Subsequent chapters take a more sociological and theological turn, exploring the role of societal views as they pertain to the experience of dying and death. This theme is encapsulated in the statement “Modern medicine has done much to stave off death but little to ameliorate peoples’ fear of dying.” He proceeds to probe, question, and thoughtfully challenge the culture of modern health care, averring that that “…physicians have critical conversations with individuals without any knowledge of their spiritual fingerprints.”

The final chapters focus on the social and economic impact of systematic “death denial.” Although this line of often-contentious discourse has become pervasive in medical and political circles of late (as witnessed by the rapid rise in “aid in dying” legislative activity around the country), Warraich approaches these issues both critically and with a degree of sensitivity that is more helpfully thought-provoking than off-putting or divisive. He leaves the reader on an uplifting note, providing some hope that the hallmark of dying for so many—the desperate loneliness of debilitating illness—might find reprieve in the connectedness that modern communication technology (e.g., social media; telemedicine) might provide.

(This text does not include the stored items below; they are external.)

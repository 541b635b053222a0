//! Shared wiring: the real file store and session adapters

#![allow(dead_code)]

use std::path::Path;
use std::sync::Arc;

use eduqueue_core::application::{QueueRegistry, QueueService};
use eduqueue_core::domain::{GuildId, ParticipantId, QueueIdentity, VariantTag, VoiceLocation};
use eduqueue_core::port::{SystemTimeProvider, UuidProvider};
use eduqueue_infra_fs::JsonFileQueueStore;
use eduqueue_infra_session::{OutboxNotifier, PresenceTable, PresenceUpdate};

pub const GUILD: u64 = 4242;
pub const CHANNEL: u64 = 77;
pub const REVIEWER: ParticipantId = ParticipantId(9000);
pub const REVIEW_ROOM: VoiceLocation = VoiceLocation(555);

pub struct Stack {
    pub service: Arc<QueueService>,
    pub registry: Arc<QueueRegistry>,
    pub presence: Arc<PresenceTable>,
    pub outbox: Arc<OutboxNotifier>,
}

pub fn stack(data_dir: &Path) -> Stack {
    let ids = Arc::new(UuidProvider);
    let clock = Arc::new(SystemTimeProvider);
    let presence = Arc::new(PresenceTable::new(ids.clone(), clock.clone()));
    let outbox = Arc::new(OutboxNotifier::new(256, presence.clone(), ids, clock));
    let registry = Arc::new(QueueRegistry::new(Arc::new(JsonFileQueueStore::new(data_dir))));
    let service = Arc::new(QueueService::new(
        registry.clone(),
        presence.clone(),
        outbox.clone(),
    ));
    Stack {
        service,
        registry,
        presence,
        outbox,
    }
}

pub fn identity() -> QueueIdentity {
    QueueIdentity::new(GUILD, CHANNEL)
}

pub fn p(id: u64) -> ParticipantId {
    ParticipantId(id)
}

impl Stack {
    pub async fn create(&self, variant: VariantTag) {
        self.service
            .create_queue(identity(), variant, "CS 101", "office-hours")
            .await
            .unwrap();
    }

    /// Put participants in voice (`Some`) or mark them known but absent
    pub async fn presence(&self, members: &[(u64, Option<u64>)]) {
        self.presence
            .apply(members.iter().map(|(participant, location)| PresenceUpdate {
                guild: GuildId(GUILD),
                participant: ParticipantId(*participant),
                location: location.map(VoiceLocation),
                left: false,
            }))
            .await;
    }

    pub async fn reviewer_in_voice(&self) {
        self.presence(&[(REVIEWER.0, Some(REVIEW_ROOM.0))]).await;
    }
}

In conclusion, I found this book to be interesting, thought-provoking, highly relevant, and informative to contemporary anesthesiology while also being entertaining. In my experience, this combination is rare in medically oriented books.

Van Norman
Another matter of life and death: What every anesthesiologist should know about the ethical, legal, and policy implications of the non-heart-beating cadaver organ donor.